Content starts
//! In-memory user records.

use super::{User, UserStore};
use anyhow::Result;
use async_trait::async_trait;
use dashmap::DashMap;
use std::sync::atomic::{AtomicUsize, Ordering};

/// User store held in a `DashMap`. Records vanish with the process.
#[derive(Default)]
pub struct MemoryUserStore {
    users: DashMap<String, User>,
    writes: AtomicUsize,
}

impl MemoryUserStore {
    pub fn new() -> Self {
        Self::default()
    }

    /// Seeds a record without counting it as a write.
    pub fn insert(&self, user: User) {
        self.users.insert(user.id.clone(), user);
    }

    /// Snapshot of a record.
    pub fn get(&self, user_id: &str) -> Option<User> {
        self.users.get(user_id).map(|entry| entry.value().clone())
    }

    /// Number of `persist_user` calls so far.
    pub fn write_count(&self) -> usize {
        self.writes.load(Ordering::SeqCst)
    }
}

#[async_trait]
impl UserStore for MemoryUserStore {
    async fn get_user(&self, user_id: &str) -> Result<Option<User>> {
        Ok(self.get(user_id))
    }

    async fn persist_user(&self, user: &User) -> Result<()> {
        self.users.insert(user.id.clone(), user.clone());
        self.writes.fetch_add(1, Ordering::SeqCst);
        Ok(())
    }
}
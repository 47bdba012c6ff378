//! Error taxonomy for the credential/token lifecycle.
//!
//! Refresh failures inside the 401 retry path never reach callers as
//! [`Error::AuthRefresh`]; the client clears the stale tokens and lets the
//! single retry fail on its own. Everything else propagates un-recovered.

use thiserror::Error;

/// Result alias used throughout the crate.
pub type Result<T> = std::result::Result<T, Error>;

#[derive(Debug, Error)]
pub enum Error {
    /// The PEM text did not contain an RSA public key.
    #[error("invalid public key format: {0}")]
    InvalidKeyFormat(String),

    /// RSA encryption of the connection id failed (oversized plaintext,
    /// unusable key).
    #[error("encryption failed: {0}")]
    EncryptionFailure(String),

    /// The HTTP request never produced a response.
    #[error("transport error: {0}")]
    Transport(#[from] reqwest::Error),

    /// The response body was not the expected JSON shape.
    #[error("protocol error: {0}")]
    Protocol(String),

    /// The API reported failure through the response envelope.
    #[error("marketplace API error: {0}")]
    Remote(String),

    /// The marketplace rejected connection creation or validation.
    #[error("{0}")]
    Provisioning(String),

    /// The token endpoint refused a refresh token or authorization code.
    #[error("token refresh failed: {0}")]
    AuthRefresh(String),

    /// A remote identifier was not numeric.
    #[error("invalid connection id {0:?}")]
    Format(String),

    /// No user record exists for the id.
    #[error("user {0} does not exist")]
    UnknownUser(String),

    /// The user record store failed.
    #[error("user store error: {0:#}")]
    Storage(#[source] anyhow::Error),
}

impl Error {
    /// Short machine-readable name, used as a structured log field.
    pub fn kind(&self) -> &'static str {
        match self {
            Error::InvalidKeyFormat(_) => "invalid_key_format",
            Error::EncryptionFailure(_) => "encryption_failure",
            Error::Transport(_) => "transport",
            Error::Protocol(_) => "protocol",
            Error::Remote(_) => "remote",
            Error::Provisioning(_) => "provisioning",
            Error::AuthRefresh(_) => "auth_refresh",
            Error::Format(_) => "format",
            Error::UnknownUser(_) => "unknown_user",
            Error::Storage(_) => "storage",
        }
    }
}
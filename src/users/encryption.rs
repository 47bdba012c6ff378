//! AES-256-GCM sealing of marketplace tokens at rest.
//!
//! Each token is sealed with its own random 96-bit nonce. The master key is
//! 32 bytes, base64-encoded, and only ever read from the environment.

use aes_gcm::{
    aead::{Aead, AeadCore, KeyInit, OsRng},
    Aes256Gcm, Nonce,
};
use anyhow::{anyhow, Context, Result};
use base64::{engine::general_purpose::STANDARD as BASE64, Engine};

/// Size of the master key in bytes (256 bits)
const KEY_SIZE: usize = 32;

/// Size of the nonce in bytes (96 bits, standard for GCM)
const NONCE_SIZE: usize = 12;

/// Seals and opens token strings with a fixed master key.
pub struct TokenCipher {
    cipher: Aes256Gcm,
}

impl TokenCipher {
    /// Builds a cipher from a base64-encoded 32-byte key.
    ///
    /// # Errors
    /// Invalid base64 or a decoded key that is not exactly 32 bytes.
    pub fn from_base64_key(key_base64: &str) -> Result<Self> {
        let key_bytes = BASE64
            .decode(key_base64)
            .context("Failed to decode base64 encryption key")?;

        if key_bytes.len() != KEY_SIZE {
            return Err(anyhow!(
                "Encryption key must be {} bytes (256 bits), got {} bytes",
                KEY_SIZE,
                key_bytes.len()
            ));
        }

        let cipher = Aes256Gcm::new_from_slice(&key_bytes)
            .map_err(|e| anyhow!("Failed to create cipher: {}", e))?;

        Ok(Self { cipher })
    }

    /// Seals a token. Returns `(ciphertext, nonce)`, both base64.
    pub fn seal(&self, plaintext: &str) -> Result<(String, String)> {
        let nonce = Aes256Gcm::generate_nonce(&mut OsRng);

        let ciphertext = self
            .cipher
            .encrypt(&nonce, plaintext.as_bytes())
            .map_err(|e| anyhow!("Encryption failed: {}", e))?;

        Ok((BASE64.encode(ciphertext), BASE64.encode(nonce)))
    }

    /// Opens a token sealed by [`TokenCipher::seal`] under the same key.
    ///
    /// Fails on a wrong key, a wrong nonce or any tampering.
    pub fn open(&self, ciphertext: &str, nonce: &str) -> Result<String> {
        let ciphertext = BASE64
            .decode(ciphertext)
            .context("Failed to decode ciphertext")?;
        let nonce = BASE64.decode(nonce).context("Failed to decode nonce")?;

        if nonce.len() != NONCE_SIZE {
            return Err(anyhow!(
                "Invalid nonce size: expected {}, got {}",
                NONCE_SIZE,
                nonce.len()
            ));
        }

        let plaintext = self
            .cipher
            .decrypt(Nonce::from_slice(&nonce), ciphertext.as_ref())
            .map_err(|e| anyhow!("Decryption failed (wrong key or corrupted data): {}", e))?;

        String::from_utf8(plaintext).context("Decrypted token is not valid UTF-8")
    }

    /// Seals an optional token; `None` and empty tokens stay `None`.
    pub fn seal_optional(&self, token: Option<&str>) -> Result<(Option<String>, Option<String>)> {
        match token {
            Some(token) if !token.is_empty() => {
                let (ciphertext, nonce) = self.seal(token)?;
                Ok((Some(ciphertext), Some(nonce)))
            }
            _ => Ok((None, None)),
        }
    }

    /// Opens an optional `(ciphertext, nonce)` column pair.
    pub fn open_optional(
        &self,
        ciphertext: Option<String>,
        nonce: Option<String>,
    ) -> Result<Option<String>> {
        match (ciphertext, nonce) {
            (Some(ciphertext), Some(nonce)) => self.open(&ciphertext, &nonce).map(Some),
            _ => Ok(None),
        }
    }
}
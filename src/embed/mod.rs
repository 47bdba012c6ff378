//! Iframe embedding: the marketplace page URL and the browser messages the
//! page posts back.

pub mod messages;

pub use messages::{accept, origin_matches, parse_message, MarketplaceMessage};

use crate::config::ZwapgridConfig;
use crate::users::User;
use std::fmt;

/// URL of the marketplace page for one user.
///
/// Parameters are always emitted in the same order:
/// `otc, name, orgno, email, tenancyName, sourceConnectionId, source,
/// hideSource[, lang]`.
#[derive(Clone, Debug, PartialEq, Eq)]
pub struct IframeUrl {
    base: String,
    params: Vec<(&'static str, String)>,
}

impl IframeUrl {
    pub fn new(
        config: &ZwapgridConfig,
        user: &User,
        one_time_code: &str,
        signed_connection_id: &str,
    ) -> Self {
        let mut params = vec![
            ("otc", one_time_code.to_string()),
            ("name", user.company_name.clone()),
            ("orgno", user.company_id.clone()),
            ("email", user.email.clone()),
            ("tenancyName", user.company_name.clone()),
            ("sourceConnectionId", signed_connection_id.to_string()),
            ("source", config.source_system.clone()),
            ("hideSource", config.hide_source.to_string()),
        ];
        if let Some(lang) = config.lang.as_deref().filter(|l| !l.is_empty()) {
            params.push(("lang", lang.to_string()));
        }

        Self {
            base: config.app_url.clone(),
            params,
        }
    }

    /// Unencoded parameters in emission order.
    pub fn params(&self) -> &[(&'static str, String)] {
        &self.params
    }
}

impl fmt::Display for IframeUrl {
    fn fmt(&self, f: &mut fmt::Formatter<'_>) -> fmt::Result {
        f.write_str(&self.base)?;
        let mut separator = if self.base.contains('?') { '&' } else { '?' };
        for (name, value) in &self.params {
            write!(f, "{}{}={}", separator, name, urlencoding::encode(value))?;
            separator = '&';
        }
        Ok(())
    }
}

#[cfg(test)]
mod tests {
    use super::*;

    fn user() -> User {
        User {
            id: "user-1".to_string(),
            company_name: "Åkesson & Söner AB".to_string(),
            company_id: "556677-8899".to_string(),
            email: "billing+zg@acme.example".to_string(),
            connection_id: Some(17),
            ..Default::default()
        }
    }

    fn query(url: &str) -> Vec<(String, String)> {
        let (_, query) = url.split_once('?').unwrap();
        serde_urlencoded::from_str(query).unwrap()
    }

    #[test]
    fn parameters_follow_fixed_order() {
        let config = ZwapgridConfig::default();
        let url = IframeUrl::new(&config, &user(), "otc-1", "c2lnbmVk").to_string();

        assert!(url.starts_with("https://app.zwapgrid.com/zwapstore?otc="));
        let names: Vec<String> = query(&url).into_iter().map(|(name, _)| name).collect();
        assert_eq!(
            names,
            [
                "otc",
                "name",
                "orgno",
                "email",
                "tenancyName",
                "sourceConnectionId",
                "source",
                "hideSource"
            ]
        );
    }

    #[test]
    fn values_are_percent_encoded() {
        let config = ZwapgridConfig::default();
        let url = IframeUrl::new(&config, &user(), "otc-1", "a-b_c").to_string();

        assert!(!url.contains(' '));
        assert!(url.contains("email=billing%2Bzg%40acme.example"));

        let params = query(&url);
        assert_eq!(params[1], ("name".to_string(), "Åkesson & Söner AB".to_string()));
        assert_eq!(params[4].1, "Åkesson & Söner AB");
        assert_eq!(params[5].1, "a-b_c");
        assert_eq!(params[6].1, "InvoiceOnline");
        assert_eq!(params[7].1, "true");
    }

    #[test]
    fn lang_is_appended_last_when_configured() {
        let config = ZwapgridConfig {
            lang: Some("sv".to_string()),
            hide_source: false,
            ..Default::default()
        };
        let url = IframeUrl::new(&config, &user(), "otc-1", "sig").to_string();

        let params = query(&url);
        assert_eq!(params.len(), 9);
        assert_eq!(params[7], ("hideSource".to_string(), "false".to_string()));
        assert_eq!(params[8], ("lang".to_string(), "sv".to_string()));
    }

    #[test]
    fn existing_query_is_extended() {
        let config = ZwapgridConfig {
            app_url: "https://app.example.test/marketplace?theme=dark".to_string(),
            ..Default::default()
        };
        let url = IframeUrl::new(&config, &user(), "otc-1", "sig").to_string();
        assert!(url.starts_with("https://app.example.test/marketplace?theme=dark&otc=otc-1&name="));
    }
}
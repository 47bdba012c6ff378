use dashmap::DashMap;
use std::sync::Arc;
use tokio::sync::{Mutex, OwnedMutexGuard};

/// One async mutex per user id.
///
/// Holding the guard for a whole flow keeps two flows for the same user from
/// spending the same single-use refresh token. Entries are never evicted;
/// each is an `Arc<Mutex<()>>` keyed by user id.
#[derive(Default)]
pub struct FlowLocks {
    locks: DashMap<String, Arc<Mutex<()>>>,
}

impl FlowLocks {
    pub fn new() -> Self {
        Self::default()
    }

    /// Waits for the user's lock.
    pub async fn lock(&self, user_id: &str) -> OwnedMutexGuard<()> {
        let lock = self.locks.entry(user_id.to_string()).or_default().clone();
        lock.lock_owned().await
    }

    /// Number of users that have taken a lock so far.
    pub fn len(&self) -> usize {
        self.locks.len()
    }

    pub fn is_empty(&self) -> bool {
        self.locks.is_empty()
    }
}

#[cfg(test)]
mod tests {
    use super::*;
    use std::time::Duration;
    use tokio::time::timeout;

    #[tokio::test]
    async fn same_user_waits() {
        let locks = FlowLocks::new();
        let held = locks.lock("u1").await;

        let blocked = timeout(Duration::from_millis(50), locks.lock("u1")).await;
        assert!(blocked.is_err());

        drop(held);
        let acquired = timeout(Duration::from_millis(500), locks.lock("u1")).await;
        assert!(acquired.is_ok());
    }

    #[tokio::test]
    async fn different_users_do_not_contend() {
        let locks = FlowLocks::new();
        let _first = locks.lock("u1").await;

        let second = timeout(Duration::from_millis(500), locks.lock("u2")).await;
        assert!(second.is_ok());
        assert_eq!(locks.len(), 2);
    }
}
Content ends
### What to produce
Every line from the first entry to the line containing "throughout the crate." should be transcribed exactly, and nothing beyond it.

### Output for this task
//! In-memory user records.

use super::{User, UserStore};
use anyhow::Result;
use async_trait::async_trait;
use dashmap::DashMap;
use std::sync::atomic::{AtomicUsize, Ordering};

/// User store held in a `DashMap`. Records vanish with the process.
#[derive(Default)]
pub struct MemoryUserStore {
    users: DashMap<String, User>,
    writes: AtomicUsize,
}

impl MemoryUserStore {
    pub fn new() -> Self {
        Self::default()
    }

    /// Seeds a record without counting it as a write.
    pub fn insert(&self, user: User) {
        self.users.insert(user.id.clone(), user);
    }

    /// Snapshot of a record.
    pub fn get(&self, user_id: &str) -> Option<User> {
        self.users.get(user_id).map(|entry| entry.value().clone())
    }

    /// Number of `persist_user` calls so far.
    pub fn write_count(&self) -> usize {
        self.writes.load(Ordering::SeqCst)
    }
}

#[async_trait]
impl UserStore for MemoryUserStore {
    async fn get_user(&self, user_id: &str) -> Result<Option<User>> {
        Ok(self.get(user_id))
    }

    async fn persist_user(&self, user: &User) -> Result<()> {
        self.users.insert(user.id.clone(), user.clone());
        self.writes.fetch_add(1, Ordering::SeqCst);
        Ok(())
    }
}
repository 47bdba012c6ff378
//! Error taxonomy for the credential/token lifecycle.
//!
//! Refresh failures inside the 401 retry path never reach callers as
//! [`Error::AuthRefresh`]; the client clears the stale tokens and lets the
//! single retry fail on its own. Everything else propagates un-recovered.

use thiserror::Error;

/// Result alias used throughout the crate.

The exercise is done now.